» Description of the task
Reproduce the data below word for word.

(Saved entries)
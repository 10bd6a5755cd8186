// SPDX-License-Identifier: PMPL-1.0-or-later
// Copyright (c) 2026 Jonathan D.A. Jewell (hyperpolymath) <jonathan.jewell@open.ac.uk>
//
// Miniprint PJL — the protocol engine of the honeypot: request framing, verb
// dispatch, the sandboxed virtual volume, the per-connection session loop and
// the raw TCP listener that ties them together.  Configuration and errors
// come from `miniprint-core`.

pub mod dispatcher;
pub mod events;
pub mod framer;
pub mod server;
pub mod session;
pub mod vfs;

pub use dispatcher::{Dispatcher, Printer};
pub use events::{
    CloseReason, EventRecord, EventSink, FanoutSink, JsonLinesSink, MemorySink, SessionEvent,
    TracingSink,
};
pub use framer::Command;
pub use server::PjlServer;
pub use session::{Session, SessionContext};
pub use vfs::VirtualFilesystem;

» Exercise output
repository 10bd6a5755cd8186
// SPDX-License-Identifier: PMPL-1.0-or-later
// Copyright (c) 2026 Jonathan D.A. Jewell (hyperpolymath) <jonathan.jewell@open.ac.uk>
//
// Miniprint PJL — the protocol engine of the honeypot: request framing, verb
// dispatch, the sandboxed virtual volume, the per-connection session loop and
// the raw TCP listener that ties them together.  Configuration and errors
// come from `miniprint-core`.

pub mod dispatcher;
pub mod events;
pub mod framer;
pub mod server;
pub mod session;
pub mod vfs;

pub use dispatcher::{Dispatcher, Printer};
pub use events::{
    CloseReason, EventRecord, EventSink, FanoutSink, JsonLinesSink, MemorySink, SessionEvent,
    TracingSink,
};
pub use framer::Command;
pub use server::PjlServer;
pub use session::{Session, SessionContext};
pub use vfs::VirtualFilesystem;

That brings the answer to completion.